Court of Appeals of Ohio
Feb 24, 1953
113 N.E.2d 141 (Ohio Ct. App. 1953)

Opinion

No. 22635

Decided February 24, 1953.

Taxation — Succession tax — Property subject to — Property of resident, wherever situated, excepting realty — Domicile of decedent, at death, determining factor — Promissory notes — Nature and character — Notes with business situs in foreign state — Bequeathed by resident of Ohio — Subject to Ohio succession tax.

1. Promissory notes are recognized in law as intangible property, and the fact that they are secured by mortgages on real estate in no way affects their basic nature and character.

2. In Ohio, any property belonging to a resident of the state at the time of his death, whether tangible or intangible and whether within or without the state, except as to real estate, is subject to an inheritance tax.

3. Where a testatrix domiciled in Ohio leaves a will bequeathing two notes which are secured by mortgages on real estate and which have a business situs in the state of New York, the notes are subject to inheritance tax in Ohio.

4. The domicile of a decedent at the time of death and not the business situs of intangibles is the determining factor in the assessment of an inheritance tax in Ohio on such property, the maxim mobilia sequuntur personam being applicable.

APPEAL: Court of Appeals for Cuyahoga county.

Mr.
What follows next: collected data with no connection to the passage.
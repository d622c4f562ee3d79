//! Persistent store for delivery records
//!
//! Plays the part of the hosted backend: one JSON document holding the
//! `deliveries`, `delivery_expenses` and `billings` tables, rewritten in
//! full on every mutation.

mod billings;
mod deliveries;
mod expenses;
mod policy;

pub use policy::check_delete_allowed;

use livraisons_types::{Billing, DeliveryRecord, ExpenseRecord, Result};
use serde::{Deserialize, Serialize};
use std::collections::BTreeMap;
use std::fs::{self, File};
use std::io::{BufReader, BufWriter, Write};
use std::path::{Path, PathBuf};

const STORE_FILE: &str = "livraisons.json";

/// On-disk document
#[derive(Debug, Default, Clone, Serialize, Deserialize)]
struct Tables {
    #[serde(default)]
    next_delivery_id: i64,
    #[serde(default)]
    next_expense_id: i64,
    #[serde(default)]
    next_billing_id: i64,
    /// Rows are kept without their joined expense
    #[serde(default)]
    deliveries: BTreeMap<i64, DeliveryRecord>,
    /// Keyed by delivery id, at most one per delivery
    #[serde(default)]
    delivery_expenses: BTreeMap<i64, ExpenseRecord>,
    #[serde(default)]
    billings: BTreeMap<i64, Billing>,
}

/// Persistent store for deliveries, expenses and billings
pub struct Store {
    store_path: PathBuf,
    tables: Tables,
}

impl Store {
    /// Create or load a store
    pub fn open(store_dir: PathBuf) -> Result<Self> {
        fs::create_dir_all(&store_dir)?;
        let store_path = store_dir.join(STORE_FILE);

        let tables = if store_path.exists() {
            let file = File::open(&store_path)?;
            let reader = BufReader::new(file);
            serde_json::from_reader(reader)?
        } else {
            Tables::default()
        };

        tracing::debug!(
            path = %store_path.display(),
            deliveries = tables.deliveries.len(),
            billings = tables.billings.len(),
            "store opened"
        );
        Ok(Self { store_path, tables })
    }

    /// Path of the backing JSON document
    pub fn path(&self) -> &Path {
        &self.store_path
    }

    /// Write a version of the tables to disk
    ///
    /// Writes a sibling temp file and renames it over the document, so a
    /// crash mid-write leaves the previous version in place.
    fn write(&self, tables: &Tables) -> Result<()> {
        let tmp_path = self.store_path.with_extension("json.tmp");
        {
            let file = File::create(&tmp_path)?;
            let mut writer = BufWriter::new(file);
            serde_json::to_writer_pretty(&mut writer, tables)?;
            writer.flush()?;
        }
        fs::rename(&tmp_path, &self.store_path)?;
        Ok(())
    }

    /// Apply a change to a copy of the tables and keep it only once written.
    ///
    /// A failed change or a failed write leaves the in-memory tables, id
    /// sequences included, as they were.
    fn commit<T>(&mut self, change: impl FnOnce(&mut Tables) -> Result<T>) -> Result<T> {
        let mut next = self.tables.clone();
        let out = change(&mut next)?;
        self.write(&next)?;
        self.tables = next;
        Ok(out)
    }

    /// Number of delivery and billing rows
    pub fn count(&self) -> usize {
        self.tables.deliveries.len() + self.tables.billings.len()
    }

    /// Load exported rows, keeping their ids and timestamps, in a single write.
    ///
    /// With `replace` every existing row is dropped and the id sequences
    /// reset first. Returns the number of rows dropped.
    pub fn import_rows(
        &mut self,
        billings: Vec<Billing>,
        deliveries: Vec<DeliveryRecord>,
        replace: bool,
    ) -> Result<usize> {
        let cleared = if replace { self.count() } else { 0 };
        self.commit(|tables| {
            if replace {
                *tables = Tables::default();
            }
            for billing in billings {
                tables.import_billing(billing);
            }
            for record in deliveries {
                tables.import_delivery(record);
            }
            Ok(cleared)
        })
    }
}

impl Tables {
    fn next_id(sequence: &mut i64) -> i64 {
        *sequence += 1;
        *sequence
    }
}

#[cfg(test)]
mod tests {
    use super::*;
    use chrono::NaiveDate;
    use livraisons_types::{DeliveryFormData, TruckType};
    use tempfile::tempdir;

    pub(crate) fn form(plate: &str, owner: &str, weight: f64) -> DeliveryFormData {
        DeliveryFormData {
            truck_immatriculation: plate.to_string(),
            driver_names: "Ibrahim Sow".to_string(),
            loading_date: NaiveDate::from_ymd_opt(2024, 5, 2),
            unloading_date: NaiveDate::from_ymd_opt(2024, 5, 3),
            weight_loaded: weight,
            delivery_bond_number: format!("BON-{}", plate),
            truck_owner: owner.to_string(),
            truck_type: TruckType::Flatbed,
        }
    }

    #[test]
    fn test_reopen_keeps_rows() {
        let dir = tempdir().unwrap();
        {
            let mut store = Store::open(dir.path().to_path_buf()).unwrap();
            store.insert_delivery(&form("AA-1", "Transco", 1200.0)).unwrap();
            store.insert_delivery(&form("AA-2", "Transco", 800.0)).unwrap();
        }
        let store = Store::open(dir.path().to_path_buf()).unwrap();
        assert_eq!(store.list_deliveries().len(), 2);
        assert!(!dir.path().join("livraisons.json.tmp").exists());
    }

    #[test]
    fn test_import_rows_replace_resets_sequences() {
        let dir = tempdir().unwrap();
        let mut store = Store::open(dir.path().to_path_buf()).unwrap();
        store.insert_delivery(&form("AA-1", "Transco", 1200.0)).unwrap();
        store.insert_delivery(&form("AA-2", "Transco", 1200.0)).unwrap();
        assert_eq!(store.import_rows(Vec::new(), Vec::new(), true).unwrap(), 2);
        assert_eq!(store.count(), 0);
        let again = store.insert_delivery(&form("AA-9", "Transco", 100.0)).unwrap();
        assert_eq!(again.id, 1);
    }

    #[test]
    fn test_import_rows_keeps_ids_and_expense() {
        let dir = tempdir().unwrap();
        let mut store = Store::open(dir.path().to_path_buf()).unwrap();
        let mut record = store.insert_delivery(&form("AA-1", "Transco", 1200.0)).unwrap();
        record.id = 40;
        let mut expense = livraisons_types::ExpenseRecord::new(0);
        expense.road_costs = 300.0;
        record.expense = Some(expense);

        assert_eq!(store.import_rows(Vec::new(), vec![record], false).unwrap(), 0);
        let imported = store.get_delivery(40).unwrap();
        assert_eq!(imported.expense.unwrap().delivery_id, 40);
        assert_eq!(store.list_deliveries().len(), 2);
        let next = store.insert_delivery(&form("AA-2", "Transco", 100.0)).unwrap();
        assert_eq!(next.id, 41);
    }

    #[test]
    fn test_failed_write_keeps_memory_and_sequences() {
        let dir = tempdir().unwrap();
        let mut store = Store::open(dir.path().to_path_buf()).unwrap();
        let blocker = dir.path().join("livraisons.json.tmp");
        fs::create_dir(&blocker).unwrap();

        assert!(store.insert_delivery(&form("AA-1", "Transco", 1200.0)).is_err());
        assert!(store.list_deliveries().is_empty());
        assert!(store.import_rows(Vec::new(), Vec::new(), true).is_err());

        fs::remove_dir(&blocker).unwrap();
        let first = store.insert_delivery(&form("AA-1", "Transco", 1200.0)).unwrap();
        assert_eq!(first.id, 1);
        assert_eq!(store.list_deliveries().len(), 1);
    }

    #[test]
    fn test_corrupt_document_is_an_error() {
        let dir = tempdir().unwrap();
        fs::write(dir.path().join(STORE_FILE), "{ not json").unwrap();
        assert!(Store::open(dir.path().to_path_buf()).is_err());
    }
}
//! Row-level access policy
//!
//! Invoiced deliveries are frozen for deletion; the rejection message
//! carries the same policy wording the hosted backend uses.

use livraisons_types::{DeliveryRecord, Error, Result};

/// Reject deleting a delivery that has been stamped with a billing
pub fn check_delete_allowed(row: &DeliveryRecord) -> Result<()> {
    match row.billing_id {
        Some(billing_id) => Err(Error::remote(format!(
            "delete on \"deliveries\" violates row-level security policy: delivery #{} is invoiced under billing #{}",
            row.id, billing_id
        ))),
        None => Ok(()),
    }
}
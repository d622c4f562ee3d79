//! Domain services

pub mod billing;
pub mod dashboard;
pub mod expense;
pub mod filter;
pub mod grouping;
pub mod invoice;
pub mod validation;

pub use billing::{
    estimate_amount, kg_to_tons, sort_billings, total_billed_amount, BillingQuote, InvoiceNumber,
};
pub use dashboard::DashboardMetrics;
pub use expense::{delivery_expense_total, expense_total, ExpenseBreakdown};
pub use filter::{filter_deliveries, total_weight, unique_owners};
pub use grouping::{group_by_owner, sort_deliveries, GroupedView, OwnerGroup, SortState};
pub use invoice::{format_amount, render_invoice, InvoiceDocument};
pub use validation::{check_delivery, validate_delivery, DeliveryForm, FormMode, FormState, Submission};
C. William O'Neill, attorney general, Mr. Arthur Toll and Mr. Jack H. Bertsch, for appellant.

Mr. C. W. Lindsey, for appellee.


In this case we are asked by the Department of Taxation of Ohio, in an appeal on questions of law, to reverse the ruling of the Probate Court of Cuyahoga County made in the estate of Ruth M. Weber, deceased, that two promissory notes belonging to the estate and secured by mortgages on real estate, one of which is in default and both of which have a business situs in the state of New York, are not subject to an inheritance tax in Ohio, the domicile of the decedent. All the property of every kind and nature was devised by last will and testament to decedent's husband, Ivan C. Weber, to be his absolutely.

An inheritance tax is not a direct tax on the property involved. It is a succession tax assessed on the beneficial interest of a devisee upon the death of the owner of the property, and is imposed on the right and privilege of receiving the property devised to him from a domiciliary decedent.

In 26 Ruling Case Law, 196, Section 167, it is said:

"An inheritance tax in any of its customary forms is not a tax on the property of the decedent with respect to which it is levied, but is an excise imposed on the privilege of transmitting or receiving property upon the death of the owner * * *."

In Tax Commission of Ohio, ex rel. Price, Atty. Genl., v. Lamprecht, Admr., 107 Ohio St. 535, 140 N.E. 333, 31 A.L.R., 985, the syllabus provides:

"The Ohio State Inheritance Tax is a succession tax on the beneficial interest of each heir, legatee, devisee, or other beneficiary of a decedent's estate * * *."

In Ohio, any property belonging to a resident of the state at the time of his death, whether tangible or intangible, and whether within or without the state, except alone as to real estate, is subject to an inheritance tax at the passing of such property to another by will. Sections 5331 and 5332, General Code.

Promissory notes are forms of intangible property, being evidence of debts owing their holders, and the fact that they are secured by mortgages on real estate in no way affects their basic nature and character. Such mortgages are but security for the payment of the debts and a means of enforcing payment if in default. Kirtland v. Hotchkiss, 100 U.S. 491, 498, 25 L. Ed., 558; Cleveland, Painesville Ashtabula Rd. Co. v. Pennsylvania, 82 U.S. (15 Wall.), 300, 323, 21 L. Ed., 179.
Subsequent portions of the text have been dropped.